Collected data entries:
//! In-memory, disk-backed cache of pending game proposals, per-message vote
//! tallies, and one-time web start tokens.
//!
//! Persistence uses delayed coalescing writes: a plain save request arms a
//! single deferred flush (~0.5 s) that later requests merge into; a forced
//! save cancels the deferred flush and writes before returning. Lock order
//! is always state → I/O, never the reverse.

use crate::error::{CacheError, Result};
use chrono::{DateTime, Utc};
use serde::{Deserialize, Serialize};
use std::collections::{HashMap, HashSet};
use std::path::PathBuf;
use std::sync::{Arc, Weak};
use std::time::Duration;
use tokio::sync::Mutex;
use tokio::task::JoinHandle;

/// A game proposal awaiting reaction confirmation, keyed by the id of the
/// bot-posted preview message.
#[derive(Debug, Clone, Serialize, Deserialize)]
pub struct PendingProposal {
    pub user_id: String,
    pub system_prompt: String,
    /// The originating upload message, if the proposal came from one.
    pub message_id: Option<String>,
    pub create_time: DateTime<Utc>,
}

/// Cached votes for one message: emoji id → voters, plus the lazily filled
/// text of a custom input.
#[derive(Debug, Clone, Default, Serialize, Deserialize)]
pub struct VoteEntry {
    #[serde(default, skip_serializing_if = "Option::is_none")]
    pub content: Option<String>,
    #[serde(default)]
    pub votes: HashMap<String, HashSet<String>>,
    /// Last mutation time; entries expire 24 h after it.
    #[serde(default, skip_serializing_if = "Option::is_none")]
    pub timestamp: Option<DateTime<Utc>>,
}

impl VoteEntry {
    /// Unique voters for one emoji.
    pub fn voters(&self, emoji_id: u32) -> usize {
        self.votes
            .get(&emoji_id.to_string())
            .map(HashSet::len)
            .unwrap_or(0)
    }
}

/// A minted one-time web start token.
#[derive(Debug, Clone)]
struct WebStartToken {
    group_id: String,
    user_id: String,
    create_time: DateTime<Utc>,
}

/// On-disk shape of the cache. Web start tokens are deliberately not
/// persisted; they die with the process.
#[derive(Debug, Default, Serialize, Deserialize)]
struct CacheDump {
    #[serde(default)]
    pending_new_games: HashMap<String, PendingProposal>,
    #[serde(default)]
    vote_cache: HashMap<String, HashMap<String, VoteEntry>>,
}

#[derive(Debug, Default)]
struct CacheState {
    pending_new_games: HashMap<String, PendingProposal>,
    vote_cache: HashMap<String, HashMap<String, VoteEntry>>,
    web_start_tokens: HashMap<String, WebStartToken>,
    loaded: bool,
    last_vote_sweep: Option<std::time::Instant>,
}

#[derive(Default)]
struct SaveState {
    pending: Option<JoinHandle<()>>,
    requested: bool,
}

/// The volatile cache aggregate.
pub struct VolatileCache {
    path: PathBuf,
    save_delay: Duration,
    vote_ttl: Duration,
    sweep_interval: Duration,
    web_token_ttl: Duration,
    state: Mutex<CacheState>,
    io: Mutex<()>,
    save: Mutex<SaveState>,
    weak_self: Weak<VolatileCache>,
}
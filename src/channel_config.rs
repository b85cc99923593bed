//! Per-channel flags, currently just the advanced mode toggle.
//!
//! Advanced mode makes the engine publish a web link for advancement
//! results instead of a rendered image.

use crate::error::Result;
use anyhow::Context as _;
use chrono::{DateTime, Utc};
use serde::{Deserialize, Serialize};
use std::collections::HashMap;
use std::path::PathBuf;
use tokio::sync::Mutex;

/// Flags recorded for one channel.
#[derive(Debug, Clone, Default, Serialize, Deserialize)]
pub struct ChannelFlags {
    #[serde(default)]
    pub advanced_mode: bool,
    #[serde(default, skip_serializing_if = "Option::is_none")]
    pub enabled_at: Option<DateTime<Utc>>,
    #[serde(default, skip_serializing_if = "Option::is_none")]
    pub enabled_by: Option<String>,
}

#[derive(Debug, Default, Serialize, Deserialize)]
struct ChannelConfigData {
    #[serde(default)]
    channel_configs: HashMap<String, ChannelFlags>,
}

/// JSON-file-backed channel flag store.
pub struct ChannelConfigStore {
    path: PathBuf,
    state: Mutex<Option<ChannelConfigData>>,
}

impl ChannelConfigStore {
    pub fn new(path: PathBuf) -> Self {
        Self {
            path,
            state: Mutex::new(None),
        }
    }

    pub async fn is_advanced_mode(&self, channel_id: &str) -> bool {
        let mut state = self.state.lock().await;
        let data = Self::loaded(&mut state, &self.path);
        data.channel_configs
            .get(channel_id)
            .map(|flags| flags.advanced_mode)
            .unwrap_or(false)
    }

    pub async fn channel_flags(&self, channel_id: &str) -> ChannelFlags {
        let mut state = self.state.lock().await;
        let data = Self::loaded(&mut state, &self.path);
        data.channel_configs
            .get(channel_id)
            .cloned()
            .unwrap_or_default()
    }

    pub async fn enable_advanced_mode(&self, channel_id: &str, user_id: &str) -> Result<()> {
        let mut state = self.state.lock().await;
        let data = Self::loaded(&mut state, &self.path);
        let flags = data
            .channel_configs
            .entry(channel_id.to_string())
            .or_default();
        flags.advanced_mode = true;
        flags.enabled_at = Some(Utc::now());
        flags.enabled_by = Some(user_id.to_string());
        self.save(data)?;
        tracing::info!(channel_id, user_id, "advanced mode enabled");
        Ok(())
    }

    pub async fn disable_advanced_mode(&self, channel_id: &str) -> Result<()> {
        let mut state = self.state.lock().await;
        let data = Self::loaded(&mut state, &self.path);
        if let Some(flags) = data.channel_configs.get_mut(channel_id) {
            // Keep the audit fields, only drop the flag.
            flags.advanced_mode = false;
            self.save(data)?;
        }
        tracing::info!(channel_id, "advanced mode disabled");
        Ok(())
    }

    fn loaded<'a>(
        state: &'a mut Option<ChannelConfigData>,
        path: &std::path::Path,
    ) -> &'a mut ChannelConfigData {
        state.get_or_insert_with(|| match std::fs::read_to_string(path) {
            Ok(raw) => serde_json::from_str(&raw).unwrap_or_else(|error| {
                tracing::error!(%error, "channel config file is malformed, starting empty");
                ChannelConfigData::default()
            }),
            Err(_) => ChannelConfigData::default(),
        })
    }

    fn save(&self, data: &ChannelConfigData) -> Result<()> {
        if let Some(parent) = self.path.parent() {
            std::fs::create_dir_all(parent).context("failed to create config directory")?;
        }
        let encoded =
            serde_json::to_string_pretty(data).context("failed to serialize channel config")?;
        std::fs::write(&self.path, encoded).context("failed to write channel config")?;
        Ok(())
    }
}
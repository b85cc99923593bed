//! Volatile (non-relational) state: pending proposals, vote tallies, and
//! web start tokens.

pub mod volatile;

pub use volatile::{PendingProposal, VolatileCache, VoteEntry};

- [PROBLEM STATEMENT]: Restate each of the entries above verbatim.

- [RESPONSE AREA]:
//! In-memory, disk-backed cache of pending game proposals, per-message vote
//! tallies, and one-time web start tokens.
//!
//! Persistence uses delayed coalescing writes: a plain save request arms a
//! single deferred flush (~0.5 s) that later requests merge into; a forced
//! save cancels the deferred flush and writes before returning. Lock order
//! is always state → I/O, never the reverse.

use crate::error::{CacheError, Result};
use chrono::{DateTime, Utc};
use serde::{Deserialize, Serialize};
use std::collections::{HashMap, HashSet};
use std::path::PathBuf;
use std::sync::{Arc, Weak};
use std::time::Duration;
use tokio::sync::Mutex;
use tokio::task::JoinHandle;

/// A game proposal awaiting reaction confirmation, keyed by the id of the
/// bot-posted preview message.
#[derive(Debug, Clone, Serialize, Deserialize)]
pub struct PendingProposal {
    pub user_id: String,
    pub system_prompt: String,
    /// The originating upload message, if the proposal came from one.
    pub message_id: Option<String>,
    pub create_time: DateTime<Utc>,
}

/// Cached votes for one message: emoji id → voters, plus the lazily filled
/// text of a custom input.
#[derive(Debug, Clone, Default, Serialize, Deserialize)]
pub struct VoteEntry {
    #[serde(default, skip_serializing_if = "Option::is_none")]
    pub content: Option<String>,
    #[serde(default)]
    pub votes: HashMap<String, HashSet<String>>,
    /// Last mutation time; entries expire 24 h after it.
    #[serde(default, skip_serializing_if = "Option::is_none")]
    pub timestamp: Option<DateTime<Utc>>,
}

impl VoteEntry {
    /// Unique voters for one emoji.
    pub fn voters(&self, emoji_id: u32) -> usize {
        self.votes
            .get(&emoji_id.to_string())
            .map(HashSet::len)
            .unwrap_or(0)
    }
}

/// A minted one-time web start token.
#[derive(Debug, Clone)]
struct WebStartToken {
    group_id: String,
    user_id: String,
    create_time: DateTime<Utc>,
}

/// On-disk shape of the cache. Web start tokens are deliberately not
/// persisted; they die with the process.
#[derive(Debug, Default, Serialize, Deserialize)]
struct CacheDump {
    #[serde(default)]
    pending_new_games: HashMap<String, PendingProposal>,
    #[serde(default)]
    vote_cache: HashMap<String, HashMap<String, VoteEntry>>,
}

#[derive(Debug, Default)]
struct CacheState {
    pending_new_games: HashMap<String, PendingProposal>,
    vote_cache: HashMap<String, HashMap<String, VoteEntry>>,
    web_start_tokens: HashMap<String, WebStartToken>,
    loaded: bool,
    last_vote_sweep: Option<std::time::Instant>,
}

#[derive(Default)]
struct SaveState {
    pending: Option<JoinHandle<()>>,
    requested: bool,
}

/// The volatile cache aggregate.
pub struct VolatileCache {
    path: PathBuf,
    save_delay: Duration,
    vote_ttl: Duration,
    sweep_interval: Duration,
    web_token_ttl: Duration,
    state: Mutex<CacheState>,
    io: Mutex<()>,
    save: Mutex<SaveState>,
    weak_self: Weak<VolatileCache>,
}
filename src/channel_config.rs
repository b85cc99923593bed
//! Per-channel flags, currently just the advanced mode toggle.
//!
//! Advanced mode makes the engine publish a web link for advancement
//! results instead of a rendered image.

use crate::error::Result;
use anyhow::Context as _;
use chrono::{DateTime, Utc};
use serde::{Deserialize, Serialize};
use std::collections::HashMap;
use std::path::PathBuf;
use tokio::sync::Mutex;

/// Flags recorded for one channel.
#[derive(Debug, Clone, Default, Serialize, Deserialize)]
pub struct ChannelFlags {
    #[serde(default)]
    pub advanced_mode: bool,
    #[serde(default, skip_serializing_if = "Option::is_none")]
    pub enabled_at: Option<DateTime<Utc>>,
    #[serde(default, skip_serializing_if = "Option::is_none")]
    pub enabled_by: Option<String>,
}

#[derive(Debug, Default, Serialize, Deserialize)]
struct ChannelConfigData {
    #[serde(default)]
    channel_configs: HashMap<String, ChannelFlags>,
}

/// JSON-file-backed channel flag store.
pub struct ChannelConfigStore {
    path: PathBuf,
    state: Mutex<Option<ChannelConfigData>>,
}

impl ChannelConfigStore {
    pub fn new(path: PathBuf) -> Self {
        Self {
            path,
            state: Mutex::new(None),
        }
    }

    pub async fn is_advanced_mode(&self, channel_id: &str) -> bool {
        let mut state = self.state.lock().await;
        let data = Self::loaded(&mut state, &self.path);
        data.channel_configs
            .get(channel_id)
            .map(|flags| flags.advanced_mode)
            .unwrap_or(false)
    }

    pub async fn channel_flags(&self, channel_id: &str) -> ChannelFlags {
        let mut state = self.state.lock().await;
        let data = Self::loaded(&mut state, &self.path);
        data.channel_configs
            .get(channel_id)
            .cloned()
            .unwrap_or_default()
    }

    pub async fn enable_advanced_mode(&self, channel_id: &str, user_id: &str) -> Result<()> {
        let mut state = self.state.lock().await;
        let data = Self::loaded(&mut state, &self.path);
        let flags = data
            .channel_configs
            .entry(channel_id.to_string())
            .or_default();
        flags.advanced_mode = true;
        flags.enabled_at = Some(Utc::now());
        flags.enabled_by = Some(user_id.to_string());
        self.save(data)?;
        tracing::info!(channel_id, user_id, "advanced mode enabled");
        Ok(())
    }

    pub async fn disable_advanced_mode(&self, channel_id: &str) -> Result<()> {
        let mut state = self.state.lock().await;
        let data = Self::loaded(&mut state, &self.path);
        if let Some(flags) = data.channel_configs.get_mut(channel_id) {
            // Keep the audit fields, only drop the flag.
            flags.advanced_mode = false;
            self.save(data)?;
        }
        tracing::info!(channel_id, "advanced mode disabled");
        Ok(())
    }

    fn loaded<'a>(
        state: &'a mut Option<ChannelConfigData>,
        path: &std::path::Path,
    ) -> &'a mut ChannelConfigData {
        state.get_or_insert_with(|| match std::fs::read_to_string(path) {
            Ok(raw) => serde_json::from_str(&raw).unwrap_or_else(|error| {
                tracing::error!(%error, "channel config file is malformed, starting empty");
                ChannelConfigData::default()
            }),
            Err(_) => ChannelConfigData::default(),
        })
    }

    fn save(&self, data: &ChannelConfigData) -> Result<()> {
        if let Some(parent) = self.path.parent() {
            std::fs::create_dir_all(parent).context("failed to create config directory")?;
        }
        let encoded =
            serde_json::to_string_pretty(data).context("failed to serialize channel config")?;
        std::fs::write(&self.path, encoded).context("failed to write channel config")?;
        Ok(())
    }
}
repository b85cc99923593bed
//! Volatile (non-relational) state: pending proposals, vote tallies, and
//! web start tokens.

pub mod volatile;

pub use volatile::{PendingProposal, VolatileCache, VoteEntry};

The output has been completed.